According to a survey conducted in October 2001, consumers were trying to reduce their credit card debt (Extracted from M. Price, “Credit Debts Get Cut Down to Size." Newsday, November 25, 2001, p. F3). Based on a sample of 1000 consumers in October 2001 and in October 2000. the mean credit card debt was $2411 in October 2001as compared to $2814 in October 2000. Suppose that the sample standard deviation was $847.43 in October 2001 and $976.93 in October 2000. Assuming the population variances from both years are equal, is there evidence that the mean credit card debt was lower in October 2001 than in October 2000? (Use the 0.05 level of significance)
Hypotheses:
Ho: µ2001 = µ2000
Ha: µ2001 < µ2000
You will need to use a 2-sample formula for this type of test. You have all the data needed for both samples. This is a one-tailed test because the alternative hypothesis is showing a specific direction. If the null is rejected in favor of the alternative hypothesis, then there is a difference (in other words, µ2001 < µ2000).
To determine if there is evidence that the mean credit card debt was lower in October 2001 compared to October 2000, we can conduct a hypothesis test.
Let's define the null and alternative hypotheses as follows:
Null hypothesis (H0): The mean credit card debt in October 2001 is greater than or equal to the mean credit card debt in October 2000.
Alternative hypothesis (H1): The mean credit card debt in October 2001 is lower than the mean credit card debt in October 2000.
We can conduct a two-sample t-test to compare the means of the two samples. The test statistic is calculated as:
t = (x1 - x2) / sqrt((s1^2 / n1) + (s2^2 / n2))
Where:
x1 = mean credit card debt in October 2001
x2 = mean credit card debt in October 2000
s1 = standard deviation of credit card debt in October 2001
s2 = standard deviation of credit card debt in October 2000
n1 = sample size in October 2001
n2 = sample size in October 2000
Based on the information provided, we have the following values:
x1 = $2411
x2 = $2814
s1 = $847.43
s2 = $976.93
n1 = n2 = 1000
Using these values, we can calculate the t-value.
t = (2411 - 2814) / sqrt((847.43^2 / 1000) + (976.93^2 / 1000))
After performing the calculations, the t-value is obtained. We can then compare the t-value with the critical t-value from the t-distribution table with (n1 + n2 - 2) degrees of freedom at a 0.05 significance level.
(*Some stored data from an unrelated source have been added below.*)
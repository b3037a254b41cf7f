//! SUM with sticky poisoning.

use super::local::LocalAggregate;
use super::{number_value, AggregateValue, Aggregator};

#[derive(Debug, Clone, Copy, PartialEq)]
enum SumState {
    Running(f64),
    Poisoned,
}

/// SUM aggregator. Any undefined or non-numeric contribution makes the
/// result undefined for good.
#[derive(Debug)]
pub struct SumAggregator {
    state: SumState,
}

impl SumAggregator {
    pub fn new() -> Self {
        Self {
            state: SumState::Running(0.0),
        }
    }
}

impl Default for SumAggregator {
    fn default() -> Self {
        Self::new()
    }
}

impl Aggregator for SumAggregator {
    fn aggregate(&mut self, local: LocalAggregate) {
        let running = match self.state {
            SumState::Running(running) => running,
            SumState::Poisoned => return,
        };

        self.state = match local {
            LocalAggregate::Scalar(value) => match value.as_f64() {
                Some(n) => SumState::Running(running + n),
                None => SumState::Poisoned,
            },
            LocalAggregate::Undefined
            | LocalAggregate::PartialAverage(_)
            | LocalAggregate::PartialMinMax { .. } => SumState::Poisoned,
        };
    }

    fn result(&self) -> AggregateValue {
        match self.state {
            SumState::Running(sum) => number_value(sum),
            SumState::Poisoned => AggregateValue::Undefined,
        }
    }
}

#[cfg(test)]
mod tests {
    use super::*;
    use serde_json::json;

    #[test]
    fn test_sum_of_numbers() {
        let mut agg = SumAggregator::new();
        for n in [json!(1), json!(2.5), json!(-0.5)] {
            agg.aggregate(LocalAggregate::Scalar(n));
        }
        assert_eq!(agg.result(), AggregateValue::Defined(json!(3.0)));
    }

    #[test]
    fn test_empty_sum_is_zero() {
        assert_eq!(SumAggregator::new().result(), AggregateValue::Defined(json!(0.0)));
    }

    #[test]
    fn test_poison_never_clears() {
        let mut agg = SumAggregator::new();
        agg.aggregate(LocalAggregate::Scalar(json!(5)));
        agg.aggregate(LocalAggregate::Undefined);
        assert!(agg.result().is_undefined());

        agg.aggregate(LocalAggregate::Scalar(json!(10)));
        assert!(agg.result().is_undefined());
    }

    #[test]
    fn test_non_numeric_poisons() {
        let mut agg = SumAggregator::new();
        agg.aggregate(LocalAggregate::Scalar(json!("12")));
        assert!(agg.result().is_undefined());
    }
}
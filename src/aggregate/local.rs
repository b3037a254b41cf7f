//! Decoding of per-partition partial aggregate values.
//!
//! Upstream rows carry one partial value per aggregate operator. The shape
//! depends on the operator:
//!
//! - Count, Sum: a raw number
//! - Average: `{"sum": n?, "count": c}`
//! - Min / Max: a raw primitive, or `{"min"|"max": v?, "count": c}`
//!
//! Values are decoded once here so aggregators can match exhaustively.

use serde_json::Value;

use crate::errors::{QueryError, QueryResult};

use super::average::WeightedAverage;
use super::operator::AggregateOperator;

/// One partition's contribution to an aggregate
#[derive(Debug, Clone, PartialEq)]
pub enum LocalAggregate {
    /// A raw value: a count, a sum, or a Min/Max candidate
    Scalar(Value),
    /// A partial average
    PartialAverage(WeightedAverage),
    /// A partial Min/Max over `count` documents; `value` is absent when the
    /// partition's extremum was undefined
    PartialMinMax { value: Option<Value>, count: u64 },
    /// The partition produced no defined value
    Undefined,
}

impl LocalAggregate {
    /// Decode the raw partial for `operator`. `None` means the upstream row
    /// omitted the value, which is an Undefined contribution.
    pub fn decode(operator: AggregateOperator, raw: Option<&Value>) -> QueryResult<Self> {
        let raw = match raw {
            Some(raw) => raw,
            None => return Ok(LocalAggregate::Undefined),
        };

        match operator {
            AggregateOperator::Count => match raw.as_u64() {
                Some(_) => Ok(LocalAggregate::Scalar(raw.clone())),
                None => Err(QueryError::invalid_response(format!(
                    "partial count must be a non-negative integer, got {}",
                    raw
                ))),
            },
            AggregateOperator::Sum => Ok(LocalAggregate::Scalar(raw.clone())),
            AggregateOperator::Average => {
                WeightedAverage::from_value(raw).map(LocalAggregate::PartialAverage)
            }
            AggregateOperator::Min => Ok(decode_min_max(raw, "min")),
            AggregateOperator::Max => Ok(decode_min_max(raw, "max")),
        }
    }
}

fn decode_min_max(raw: &Value, field: &str) -> LocalAggregate {
    if let Value::Object(map) = raw {
        if let Some(count) = map.get("count").and_then(Value::as_u64) {
            return LocalAggregate::PartialMinMax {
                value: map.get(field).cloned(),
                count,
            };
        }
    }
    LocalAggregate::Scalar(raw.clone())
}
If the calculated t-value is less than the critical t-value, we can reject the null hypothesis and conclude that there is evidence that the mean credit card debt was lower in October 2001 than in October 2000. Otherwise, if the calculated t-value is greater than the critical t-value, we fail to reject the null hypothesis and conclude that there is not enough evidence to suggest a significant difference in the mean credit card debt between the two years.
Please note that in this explanation, the assumption of equal population variances (based on the information provided) was made. If the population variances are assumed to be different, a modified test statistic and different degrees of freedom would be used.